Conservative talk radio is ganging up on presidential candidate John McCain, attacking him for joining Democrats to push liberal legislation and opposing bedrock Republican positions from tax cuts to immigration.
Former Massachusetts Gov. Mitt Romney appears to be the favorite of conservative talk-radio stars and stands to benefit from their distaste for the Arizona senator, who is running neck and neck with Mr. Romney in the race for the presidential nomination.
While most polls show the two men in a dead heat in key primary and caucus contests across the nation, the campaign battle on talk radio has turned into a lopsided offensive against Mr. McCain, whose positions on illegal aliens, President Bush’s tax cuts, oil exploration in the Arctic National Wildlife Refuge and campaign-finance regulation have infuriated conservative commentators.
“I don’t think talk radio has changed their core views. Look at Rush Limbaugh, Laura Ingraham, Sean Hannity, Michael Medved, Mark Levin and myself, all center-right conservatives generally supportive of the Republicans,” talk-radio host Hugh Hewitt told The Washington Times.
“I think if you were to poll that universe of talkers, you would find they would be anti-McCain-Feingold [on campaign finance]; anti-McCain-Kennedy [on immigration], except for Medved; pro-oil exploration in ANWR; and supporters of the Bush tax cuts,” Mr. Hewitt said as he ticked off bills the Arizona senator has championed or opposed in the Senate.
“So the hostility toward the McCain legislative record shouldn’t surprise anyone,” the founder of the conservative Townhall Web site said.
Mr. Hewitt also told the Associated Press yesterday that “Senator McCain is a great American, a lousy senator and a terrible Republican. He has a legislative record that is not conservative. In fact, it is anti-conservative.” He said he would support Mr. Romney “if I was voting today.”
For weeks, Mr. Limbaugh, the king of talk radio, also has pounded Mr. McCain as a Republican who deserted his party’s positions on core issues — from his earlier opposition to the Bush tax cuts in 2001 and 2003 to his support with Sen. Edward M. Kennedy, Massachusetts Democrat, for an immigration bill that would have given illegal aliens a path to citizenship.
This week, Mr. Limbaugh went after the senator for his alliance with environmentalists and his opposition to President Bush’s push to open ANWR’s vast oil reserves to reduce America’s dependence on foreign oil.

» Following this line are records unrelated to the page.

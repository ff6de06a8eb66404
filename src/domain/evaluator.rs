//! Pluggable signal evaluators.
//!
//! Each evaluator looks at the instrument's bar window (and the opening range,
//! when one is established) and produces a [`Signal`]. The engine holds one
//! evaluator chosen from [`EvaluatorConfig`] at start-up.
//!
//! # Evaluation Semantics
//!
//! - Opening-range breakout: close beyond the range with volume strictly above
//!   the average of the last M bars. No range means no signal.
//! - Crossover: simple averages of close; the cross must happen on the last bar.
//! - Threshold: value from an external [`IndicatorSource`] compared against
//!   fixed buy/sell levels.
//!
//! `InsufficientData` is not fatal; the engine reads it as no signal.

use std::fmt;
use std::str::FromStr;

use crate::domain::bar::Bar;
use crate::domain::bar_window::BarWindow;
use crate::domain::error::EngineError;
use crate::domain::opening_range::OpeningRange;
use crate::domain::signal::{Signal, SignalKind, SignalMetrics};

pub const DEFAULT_AVG_VOLUME_BARS: usize = 3;

/// What an evaluator gets to look at for one bar.
#[derive(Debug, Clone, Copy)]
pub struct EvalContext<'a> {
    pub window: &'a BarWindow,
    pub range: Option<&'a OpeningRange>,
}

pub trait SignalEvaluator: Send + Sync {
    fn name(&self) -> &'static str;

    fn evaluate(&self, ctx: &EvalContext<'_>) -> Result<Signal, EngineError>;
}

/// Evaluator selection, fixed at configuration time.
#[derive(Debug, Clone, PartialEq)]
pub enum EvaluatorConfig {
    OpeningRangeBreakout {
        avg_volume_bars: usize,
    },
    Crossover {
        fast: usize,
        slow: usize,
    },
    Threshold {
        field: BarField,
        buy_below: f64,
        sell_above: f64,
    },
}

impl Default for EvaluatorConfig {
    fn default() -> Self {
        EvaluatorConfig::OpeningRangeBreakout {
            avg_volume_bars: DEFAULT_AVG_VOLUME_BARS,
        }
    }
}

impl EvaluatorConfig {
    pub fn build(&self) -> Box<dyn SignalEvaluator> {
        match self {
            EvaluatorConfig::OpeningRangeBreakout { avg_volume_bars } => {
                Box::new(OpeningRangeBreakout::new(*avg_volume_bars))
            }
            EvaluatorConfig::Crossover { fast, slow } => {
                Box::new(MovingAverageCrossover::new(*fast, *slow))
            }
            EvaluatorConfig::Threshold {
                field,
                buy_below,
                sell_above,
            } => Box::new(IndicatorThreshold::new(
                Box::new(BarFieldSource(*field)),
                *buy_below,
                *sell_above,
            )),
        }
    }

    /// Whether the evaluator needs an established opening range to signal.
    pub fn uses_opening_range(&self) -> bool {
        matches!(self, EvaluatorConfig::OpeningRangeBreakout { .. })
    }
}

fn last_bar<'a>(window: &'a BarWindow) -> Result<&'a Bar, EngineError> {
    window
        .last()
        .ok_or(EngineError::InsufficientData { bars: 0, needed: 1 })
}

fn bar_reference(bar: &Bar) -> SignalMetrics {
    SignalMetrics {
        avg_volume: None,
        reference_high: bar.high,
        reference_low: bar.low,
    }
}

// ---------------------------------------------------------------------------
// Opening-range breakout
// ---------------------------------------------------------------------------

#[derive(Debug, Clone)]
pub struct OpeningRangeBreakout {
    avg_volume_bars: usize,
}

impl OpeningRangeBreakout {
    pub fn new(avg_volume_bars: usize) -> Self {
        Self { avg_volume_bars }
    }
}

impl Default for OpeningRangeBreakout {
    fn default() -> Self {
        Self::new(DEFAULT_AVG_VOLUME_BARS)
    }
}

/// sum(volume of the last `m` bars) / m
pub fn average_volume(window: &BarWindow, m: usize) -> Result<f64, EngineError> {
    if m == 0 || window.is_empty() {
        return Err(EngineError::InsufficientData {
            bars: window.len(),
            needed: m.max(1),
        });
    }
    let total: i64 = window.lookback(m).iter().map(|b| b.volume).sum();
    Ok(total as f64 / m as f64)
}

impl SignalEvaluator for OpeningRangeBreakout {
    fn name(&self) -> &'static str {
        "opening-range-breakout"
    }

    fn evaluate(&self, ctx: &EvalContext<'_>) -> Result<Signal, EngineError> {
        let Some(range) = ctx.range else {
            return Ok(Signal::none());
        };
        let avg_volume = average_volume(ctx.window, self.avg_volume_bars)?;
        let bar = last_bar(ctx.window)?;
        let volume = bar.volume as f64;

        let kind = if bar.close > range.high && volume > avg_volume {
            SignalKind::Buy
        } else if bar.close < range.low && volume > avg_volume {
            SignalKind::Sell
        } else {
            SignalKind::None
        };

        Ok(Signal::new(
            kind,
            SignalMetrics {
                avg_volume: Some(avg_volume),
                reference_high: range.high,
                reference_low: range.low,
            },
        ))
    }
}

// ---------------------------------------------------------------------------
// Moving-average crossover
// ---------------------------------------------------------------------------

#[derive(Debug, Clone)]
pub struct MovingAverageCrossover {
    fast: usize,
    slow: usize,
}

impl MovingAverageCrossover {
    pub fn new(fast: usize, slow: usize) -> Self {
        Self { fast, slow }
    }
}

/// Simple average of close over `period` bars ending `offset` bars before the last.
fn sma_close(bars: &[&Bar], period: usize, offset: usize) -> f64 {
    let end = bars.len() - offset;
    let sum: f64 = bars[end - period..end].iter().map(|b| b.close).sum();
    sum / period as f64
}

impl SignalEvaluator for MovingAverageCrossover {
    fn name(&self) -> &'static str {
        "crossover"
    }

    fn evaluate(&self, ctx: &EvalContext<'_>) -> Result<Signal, EngineError> {
        let needed = self.slow.max(self.fast) + 1;
        if self.fast == 0 || ctx.window.len() < needed {
            return Err(EngineError::InsufficientData {
                bars: ctx.window.len(),
                needed,
            });
        }
        let bars = ctx.window.lookback(needed);

        let fast_curr = sma_close(&bars, self.fast, 0);
        let slow_curr = sma_close(&bars, self.slow, 0);
        let fast_prev = sma_close(&bars, self.fast, 1);
        let slow_prev = sma_close(&bars, self.slow, 1);

        let kind = if fast_curr > slow_curr && fast_prev <= slow_prev {
            SignalKind::Buy
        } else if fast_curr < slow_curr && fast_prev >= slow_prev {
            SignalKind::Sell
        } else {
            SignalKind::None
        };

        let last = last_bar(ctx.window)?;
        Ok(Signal::new(kind, bar_reference(last)))
    }
}

// ---------------------------------------------------------------------------
// Indicator threshold
// ---------------------------------------------------------------------------

/// Externally computed indicator value for the latest bar.
///
/// `None` means the indicator has not warmed up yet.
pub trait IndicatorSource: Send + Sync {
    fn value(&self, window: &BarWindow) -> Option<f64>;
}

impl<F> IndicatorSource for F
where
    F: Fn(&BarWindow) -> Option<f64> + Send + Sync,
{
    fn value(&self, window: &BarWindow) -> Option<f64> {
        self(window)
    }
}

#[derive(Debug, Clone, Copy, PartialEq, Eq, Hash)]
pub enum BarField {
    Open,
    High,
    Low,
    Close,
    Volume,
}

impl BarField {
    pub fn of(self, bar: &Bar) -> f64 {
        match self {
            BarField::Open => bar.open,
            BarField::High => bar.high,
            BarField::Low => bar.low,
            BarField::Close => bar.close,
            BarField::Volume => bar.volume as f64,
        }
    }
}

impl fmt::Display for BarField {
    fn fmt(&self, f: &mut fmt::Formatter<'_>) -> fmt::Result {
        let name = match self {
            BarField::Open => "open",
            BarField::High => "high",
            BarField::Low => "low",
            BarField::Close => "close",
            BarField::Volume => "volume",
        };
        write!(f, "{name}")
    }
}

impl FromStr for BarField {
    type Err = String;

    fn from_str(s: &str) -> Result<Self, Self::Err> {
        match s.trim().to_lowercase().as_str() {
            "open" => Ok(BarField::Open),
            "high" => Ok(BarField::High),
            "low" => Ok(BarField::Low),
            "close" => Ok(BarField::Close),
            "volume" => Ok(BarField::Volume),
            other => Err(format!("unknown bar field {other:?}")),
        }
    }
}

/// Reads one field of the latest bar.
#[derive(Debug, Clone, Copy)]
pub struct BarFieldSource(pub BarField);

impl IndicatorSource for BarFieldSource {
    fn value(&self, window: &BarWindow) -> Option<f64> {
        window.last().map(|bar| self.0.of(bar))
    }
}

pub struct IndicatorThreshold {
    source: Box<dyn IndicatorSource>,
    buy_below: f64,
    sell_above: f64,
}

impl IndicatorThreshold {
    pub fn new(source: Box<dyn IndicatorSource>, buy_below: f64, sell_above: f64) -> Self {
        Self {
            source,
            buy_below,
            sell_above,
        }
    }
}

impl SignalEvaluator for IndicatorThreshold {
    fn name(&self) -> &'static str {
        "threshold"
    }

    fn evaluate(&self, ctx: &EvalContext<'_>) -> Result<Signal, EngineError> {
        let last = last_bar(ctx.window)?;
        let value = self
            .source
            .value(ctx.window)
            .ok_or(EngineError::InsufficientData {
                bars: ctx.window.len(),
                needed: ctx.window.len() + 1,
            })?;
        if !value.is_finite() {
            return Err(EngineError::InvalidSignal {
                reason: format!("indicator produced non-finite value {value}"),
            });
        }

        let kind = if value < self.buy_below {
            SignalKind::Buy
        } else if value > self.sell_above {
            SignalKind::Sell
        } else {
            SignalKind::None
        };
        Ok(Signal::new(kind, bar_reference(last)))
    }
}
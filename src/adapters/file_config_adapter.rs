//! INI file configuration adapter.

use std::path::Path;

use configparser::ini::Ini;

use crate::domain::error::EngineError;
use crate::ports::config_port::ConfigPort;

pub struct FileConfigAdapter {
    ini: Ini,
}

impl FileConfigAdapter {
    pub fn from_file<P: AsRef<Path>>(path: P) -> Result<Self, EngineError> {
        let path = path.as_ref();
        let mut ini = Ini::new();
        ini.load(path).map_err(|reason| EngineError::ConfigParse {
            file: path.display().to_string(),
            reason,
        })?;
        Ok(Self { ini })
    }

    pub fn from_string(content: &str) -> Result<Self, EngineError> {
        let mut ini = Ini::new();
        ini.read(content.to_string())
            .map_err(|reason| EngineError::ConfigParse {
                file: "<inline>".to_string(),
                reason,
            })?;
        Ok(Self { ini })
    }

    fn parse_bool(value: &str) -> Option<bool> {
        match value.trim().to_lowercase().as_str() {
            "true" | "yes" | "on" | "1" => Some(true),
            "false" | "no" | "off" | "0" => Some(false),
            _ => None,
        }
    }
}

impl ConfigPort for FileConfigAdapter {
    fn get_string(&self, section: &str, key: &str) -> Option<String> {
        self.ini.get(section, key)
    }

    fn get_int(&self, section: &str, key: &str, default: i64) -> i64 {
        self.ini
            .getint(section, key)
            .ok()
            .flatten()
            .unwrap_or(default)
    }

    fn get_double(&self, section: &str, key: &str, default: f64) -> f64 {
        self.ini
            .getfloat(section, key)
            .ok()
            .flatten()
            .unwrap_or(default)
    }

    fn get_bool(&self, section: &str, key: &str, default: bool) -> bool {
        self.ini
            .get(section, key)
            .as_deref()
            .and_then(Self::parse_bool)
            .unwrap_or(default)
    }
}
//! The interactive game state machine.

use crate::board::{Board, Square};
use crate::constants::{Color, Piece, PieceKind};
use crate::errors::PositionError;
use crate::history::{Direction, HistoryLog};
use crate::move_gen;
use crate::r#move::Move;
use tracing::{debug, info};

/// Starting layout: placement plus the side to move.
pub const START_LAYOUT: &str = "ppfpkpfpp/2l1t1l2/4s4/9/9/9/4S4/2L1T1L2/PPFPKPFPP w";

/// How a finished game ended.
#[derive(Debug, Clone, Copy, PartialEq, Eq)]
pub enum Outcome {
    Checkmate { winner: Color },
    Stalemate,
}

/// What a click on a board square amounted to.
#[derive(Debug, Clone, Copy, PartialEq, Eq)]
pub enum ClickOutcome {
    /// A piece of the side to move is now selected; its legal destinations
    /// (possibly none) are cached on the game.
    Selected,
    /// The selection was dropped.
    Deselected,
    /// The selected piece moved. `Some` exactly when this move ended the
    /// game.
    Moved(Option<Outcome>),
    /// The click had no effect.
    Ignored,
}

/// The full state of one game: board, turn, selection, outcome and history.
/// Every instance is independent; all mutation goes through its methods.
#[derive(Debug)]
pub struct Game {
    board: Board,
    turn: Color,
    selected: Option<Square>,
    legal: Vec<Square>,
    outcome: Option<Outcome>,
    history: HistoryLog,
}

impl Game {
    /// A fresh game from the starting position, white to move.
    pub fn new() -> Game {
        Self::with_position(Board::initial(), Color::White)
    }

    /// Builds a game from `"<placement> <w|b>"` notation.
    pub fn from_layout(layout: &str) -> Result<Game, PositionError> {
        let mut parts = layout.split_whitespace();
        let placement = parts.next().ok_or(PositionError::MissingField)?;
        let side = parts.next().ok_or(PositionError::MissingField)?;
        let board = Board::from_placement(placement)?;
        let turn = match side {
            "w" => Color::White,
            "b" => Color::Black,
            _ => return Err(PositionError::InvalidSideToMove(side.to_string())),
        };
        Ok(Self::with_position(board, turn))
    }

    fn with_position(board: Board, turn: Color) -> Game {
        Game {
            history: HistoryLog::new(board.clone()),
            board,
            turn,
            selected: None,
            legal: Vec::new(),
            outcome: None,
        }
    }

    /// Atomically resets to the starting position.
    pub fn new_game(&mut self) {
        *self = Game::new();
        info!("new game");
    }

    /// The single entry point for pointer input on a board square.
    ///
    /// Clicks are inert once the game is over and while an earlier position
    /// is being browsed; moves are only played from the tip of the history.
    pub fn click(&mut self, square: Square) -> ClickOutcome {
        if self.outcome.is_some() || !self.history.at_tip() {
            return ClickOutcome::Ignored;
        }
        if let Some(from) = self.selected {
            if self.legal.contains(&square) {
                if let Some(piece) = self.board.get(from) {
                    return ClickOutcome::Moved(self.apply_move(piece, Move::new(from, square)));
                }
            }
        }
        self.update_selection(square)
    }

    fn update_selection(&mut self, square: Square) -> ClickOutcome {
        match self.board.get(square) {
            Some(piece) if piece.color == self.turn => {
                self.selected = Some(square);
                self.legal = move_gen::legal_moves(&self.board, square, self.turn);
                ClickOutcome::Selected
            }
            _ => {
                if self.selected.take().is_some() {
                    self.legal.clear();
                    ClickOutcome::Deselected
                } else {
                    ClickOutcome::Ignored
                }
            }
        }
    }

    fn apply_move(&mut self, piece: Piece, mv: Move) -> Option<Outcome> {
        debug_assert!(
            self.board.get(mv.to).is_none_or(|p| p.kind != PieceKind::King),
            "a king is never a capture target in legal play",
        );
        let text = mv.describe(piece);
        self.board.set(mv.to, Some(piece));
        self.board.set(mv.from, None);
        self.selected = None;
        self.legal.clear();

        let mover = self.turn;
        self.turn = mover.opponent();
        debug!(played = %text, "move applied");
        self.history.record(text, self.board.clone());

        if move_gen::side_has_any_move(&self.board, self.turn) {
            return None;
        }
        let outcome = if move_gen::is_in_check(&self.board, self.turn) {
            Outcome::Checkmate { winner: mover }
        } else {
            Outcome::Stalemate
        };
        self.outcome = Some(outcome);
        info!(?outcome, "game over");
        Some(outcome)
    }

    /// Shows an earlier or later position without touching the move log.
    /// Returns false at the bounds of the history.
    pub fn navigate(&mut self, direction: Direction) -> bool {
        match self.history.navigate(direction) {
            Some((board, turn)) => {
                self.board = board;
                self.turn = turn;
                self.selected = None;
                self.legal.clear();
                true
            }
            None => false,
        }
    }

    pub fn can_navigate(&self, direction: Direction) -> bool {
        self.history.can_navigate(direction)
    }

    /// Whether an earlier position is being shown. Move input is rejected
    /// until the cursor returns to the tip.
    pub fn browsing(&self) -> bool {
        !self.history.at_tip()
    }

    pub fn board(&self) -> &Board {
        &self.board
    }

    pub fn turn(&self) -> Color {
        self.turn
    }

    pub fn selected(&self) -> Option<Square> {
        self.selected
    }

    /// Legal destinations of the selected piece, for highlighting.
    pub fn legal_destinations(&self) -> &[Square] {
        &self.legal
    }

    pub fn outcome(&self) -> Option<Outcome> {
        self.outcome
    }

    /// Display strings of the moves played so far.
    pub fn moves(&self) -> &[String] {
        self.history.moves()
    }

    /// Current position and side to move in layout notation.
    pub fn layout(&self) -> String {
        let side = match self.turn {
            Color::White => 'w',
            Color::Black => 'b',
        };
        format!("{} {}", self.board.placement(), side)
    }
}

impl Default for Game {
    fn default() -> Game {
        Game::new()
    }
}
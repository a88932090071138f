pub mod board;
pub mod constants;
pub mod errors;
pub mod game;
pub mod history;
pub mod move_gen;
pub mod r#move;

#[cfg(test)]
mod tests {
    use super::board::{Board, Square};
    use super::constants::Color;
    use super::game::{ClickOutcome, Game, Outcome};
    use super::history::Direction;
    use super::move_gen;

    #[test]
    fn opening_king_has_exactly_the_unblocked_neighbors() {
        let mut game = Game::new();
        assert_eq!(game.click(Square::new(4, 8)), ClickOutcome::Selected);
        let mut destinations = game.legal_destinations().to_vec();
        destinations.sort_by_key(|square| square.index());
        // Every other neighbor is off the board or holds a white piece.
        assert_eq!(destinations, vec![Square::new(3, 7), Square::new(5, 7)]);
    }

    #[test]
    fn opening_lion_slides_two_squares_at_most() {
        let mut game = Game::new();
        assert_eq!(game.click(Square::new(2, 7)), ClickOutcome::Selected);
        let mut destinations = game.legal_destinations().to_vec();
        destinations.sort_by_key(|square| square.index());
        let mut expected = vec![
            Square::new(2, 5),
            Square::new(2, 6),
            Square::new(0, 7),
            Square::new(1, 7),
            Square::new(3, 7),
        ];
        expected.sort_by_key(|square| square.index());
        assert_eq!(destinations, expected);
    }

    #[test]
    fn legal_moves_never_leave_the_mover_in_check() {
        let board = Board::initial();
        for (from, piece) in board.pieces() {
            if piece.color != Color::White {
                continue;
            }
            for to in move_gen::legal_moves(&board, from, Color::White) {
                let mut applied = board.clone();
                applied.set(to, Some(piece));
                applied.set(from, None);
                assert!(
                    !move_gen::is_in_check(&applied, Color::White),
                    "{from} -> {to} exposes the king",
                );
            }
        }
    }

    #[test]
    fn checkmate_is_detected_with_the_right_winner() {
        // White sage steps to B8, covering every flight square of the
        // cornered black king while the white king guards the sage.
        let mut game = Game::from_layout("k8/2S6/2K6/9/9/9/9/9/9 w").unwrap();
        assert_eq!(game.click(Square::new(2, 1)), ClickOutcome::Selected);
        assert_eq!(
            game.click(Square::new(1, 1)),
            ClickOutcome::Moved(Some(Outcome::Checkmate {
                winner: Color::White
            })),
        );
        assert_eq!(
            game.outcome(),
            Some(Outcome::Checkmate {
                winner: Color::White
            }),
        );

        // Terminal states are latched: everything is inert afterwards.
        assert_eq!(game.click(Square::new(0, 0)), ClickOutcome::Ignored);
        assert_eq!(game.click(Square::new(2, 2)), ClickOutcome::Ignored);
    }

    #[test]
    fn stalemate_is_not_checkmate() {
        // After the sage reaches B7 the black king has no move but is not
        // attacked.
        let mut game = Game::from_layout("k8/2S6/9/1S7/9/9/9/9/8K w").unwrap();
        assert_eq!(game.click(Square::new(1, 3)), ClickOutcome::Selected);
        assert_eq!(
            game.click(Square::new(1, 2)),
            ClickOutcome::Moved(Some(Outcome::Stalemate)),
        );
        assert!(!move_gen::is_in_check(game.board(), Color::Black));
        assert_eq!(game.outcome(), Some(Outcome::Stalemate));
    }

    #[test]
    fn history_round_trips_across_navigation() {
        let mut game = Game::new();
        let start = game.board().clone();

        game.click(Square::new(2, 7));
        game.click(Square::new(2, 5));
        let after_first = game.board().clone();
        game.click(Square::new(2, 1));
        game.click(Square::new(2, 3));
        game.click(Square::new(4, 6));
        game.click(Square::new(4, 5));
        let after_third = game.board().clone();
        assert_eq!(game.moves().len(), 3);

        assert!(game.navigate(Direction::Back));
        assert!(game.navigate(Direction::Back));
        assert_eq!(game.board(), &after_first);
        assert_eq!(game.turn(), Color::Black);
        assert!(game.browsing());

        assert!(game.navigate(Direction::Back));
        assert_eq!(game.board(), &start);
        assert_eq!(game.turn(), Color::White);
        assert!(!game.navigate(Direction::Back));

        for _ in 0..3 {
            assert!(game.navigate(Direction::Forward));
        }
        assert_eq!(game.board(), &after_third);
        assert_eq!(game.turn(), Color::Black);
        assert!(!game.browsing());
        assert!(!game.navigate(Direction::Forward));

        // Navigation never touches the log.
        assert_eq!(game.moves().len(), 3);
    }

    #[test]
    fn browsing_rejects_move_input() {
        let mut game = Game::new();
        game.click(Square::new(2, 7));
        game.click(Square::new(2, 5));
        assert!(game.navigate(Direction::Back));

        assert_eq!(game.click(Square::new(2, 7)), ClickOutcome::Ignored);
        assert_eq!(game.selected(), None);

        // Back at the tip, input is live again.
        assert!(game.navigate(Direction::Forward));
        assert_eq!(game.turn(), Color::Black);
        assert_eq!(game.click(Square::new(2, 1)), ClickOutcome::Selected);
    }
}
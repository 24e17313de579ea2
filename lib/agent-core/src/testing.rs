//! Recording link doubles for unit tests

use crate::link::{BrokerLink, MessageSender, RouterLink};
use crate::{CoreError, Result};
use agent_api::{AddressDefinition, Connector, Listener, Message};
use std::sync::atomic::{AtomicBool, Ordering};
use std::sync::Mutex;

pub fn inter_router_listener(host: &str) -> Listener {
    Listener {
        name: "inter-router".to_string(),
        host: host.to_string(),
        port: "55672".to_string(),
        role: "inter-router".to_string(),
    }
}

#[derive(Clone, Debug, PartialEq)]
pub enum RouterCall {
    RetrieveListeners,
    RetrieveConnectors,
    CreateConnector(Connector),
    DeleteConnector(String),
    SyncAddresses(u64, Vec<String>),
}

#[derive(Debug, Default)]
pub struct MockRouterLink {
    calls: Mutex<Vec<RouterCall>>,
    fail_connectors: AtomicBool,
    closed: AtomicBool,
}

impl MockRouterLink {
    pub fn failing_connectors() -> Self {
        let link = Self::default();
        link.fail_connectors.store(true, Ordering::SeqCst);
        link
    }

    pub fn calls(&self) -> Vec<RouterCall> {
        self.calls.lock().unwrap().clone()
    }

    pub fn clear(&self) {
        self.calls.lock().unwrap().clear();
    }

    pub fn created(&self) -> Vec<String> {
        self.calls()
            .into_iter()
            .filter_map(|c| match c {
                RouterCall::CreateConnector(connector) => Some(connector.name),
                _ => None,
            })
            .collect()
    }

    pub fn synced(&self) -> Vec<(u64, Vec<String>)> {
        self.calls()
            .into_iter()
            .filter_map(|c| match c {
                RouterCall::SyncAddresses(generation, names) => Some((generation, names)),
                _ => None,
            })
            .collect()
    }

    pub fn is_closed(&self) -> bool {
        self.closed.load(Ordering::SeqCst)
    }

    fn record(&self, call: RouterCall) {
        self.calls.lock().unwrap().push(call);
    }
}

impl RouterLink for MockRouterLink {
    fn retrieve_listeners(&self) -> Result<()> {
        self.record(RouterCall::RetrieveListeners);
        Ok(())
    }

    fn retrieve_connectors(&self) -> Result<()> {
        self.record(RouterCall::RetrieveConnectors);
        Ok(())
    }

    fn create_connector(&self, connector: &Connector) -> Result<()> {
        self.record(RouterCall::CreateConnector(connector.clone()));
        if self.fail_connectors.load(Ordering::SeqCst) {
            return Err(CoreError::LinkClosed("mock router".to_string()));
        }
        Ok(())
    }

    fn delete_connector(&self, name: &str) -> Result<()> {
        self.record(RouterCall::DeleteConnector(name.to_string()));
        if self.fail_connectors.load(Ordering::SeqCst) {
            return Err(CoreError::LinkClosed("mock router".to_string()));
        }
        Ok(())
    }

    fn sync_addresses(&self, generation: u64, addresses: &[AddressDefinition]) -> Result<()> {
        let names = addresses.iter().map(|a| a.address.clone()).collect();
        self.record(RouterCall::SyncAddresses(generation, names));
        Ok(())
    }

    fn close(&self) {
        self.closed.store(true, Ordering::SeqCst);
    }
}

#[derive(Debug, Default)]
pub struct MockBrokerLink {
    syncs: Mutex<Vec<(u64, Vec<String>)>>,
    closed: AtomicBool,
}

impl MockBrokerLink {
    pub fn synced(&self) -> Vec<(u64, Vec<String>)> {
        self.syncs.lock().unwrap().clone()
    }

    pub fn is_closed(&self) -> bool {
        self.closed.load(Ordering::SeqCst)
    }
}

impl BrokerLink for MockBrokerLink {
    fn sync_addresses(&self, generation: u64, addresses: &[AddressDefinition]) -> Result<()> {
        let names = addresses.iter().map(|a| a.address.clone()).collect();
        self.syncs.lock().unwrap().push((generation, names));
        Ok(())
    }

    fn close(&self) {
        self.closed.store(true, Ordering::SeqCst);
    }
}

#[derive(Debug, Default)]
pub struct MockSender {
    source: Mutex<Option<String>>,
    sent: Mutex<Vec<Message>>,
}

impl MockSender {
    pub fn source(&self) -> Option<String> {
        self.source.lock().unwrap().clone()
    }

    pub fn sent(&self) -> Vec<Message> {
        self.sent.lock().unwrap().clone()
    }
}

impl MessageSender for MockSender {
    fn set_source(&self, address: &str) -> Result<()> {
        *self.source.lock().unwrap() = Some(address.to_string());
        Ok(())
    }

    fn send(&self, message: Message) -> Result<()> {
        self.sent.lock().unwrap().push(message);
        Ok(())
    }
}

“McCain has been an active promoter of the global-warming hysteria — for which he has been lauded by radical environmentalists — and he is a co-sponsor of a leftist scheme for energy rationing,” the famed talkmeister told his more than 20 million listeners last week.
“If anybody has any doubts whatsoever, my differences with Senator McCain are substantive,” he said. “When you boil this down, this really is between McCain and Romney right now.”
Not all of the leading conservative talk-radio hosts oppose Mr. McCain, though even some of his supporters admit his anti-conservative positions often have pushed them to the edge of endurance.
“I’ve been getting a lot heat from listeners for defending McCain, even though I acknowledge the many disagreements I’ve had with him. I’ve been getting a constant barrage from my audience. It’s getting really heated,” Bill Bennett said yesterday.
“I admire the heck out of John McCain and disagree with him on at least half a dozen serious matters,” Mr. Bennett said. “He is a war hero, he has been consistently pro-life, he put his campaign in hostage to the success of the surge in Iraq, he’s been a consistent hawk on pork-barrel spending, and can win in November.”
But the former drug czar and education secretary said the intensity of the anti-McCain calls to his radio program show he does not have the support of his party’s conservative base.
“What rankles me the most is his tendency to criticize our side first. Why bash us, why not bash Hillary Clinton? He’s got to have some of the fire that Democrats have for Republicans, but we don’t see it,” he said. “If he is the nominee, he’s got to fix things with the base of the party, because you can’t have a convention with these kinds of feelings.”
Does he have a breaking point over the senator’s candidacy? “Ask me tomorrow,” he replied.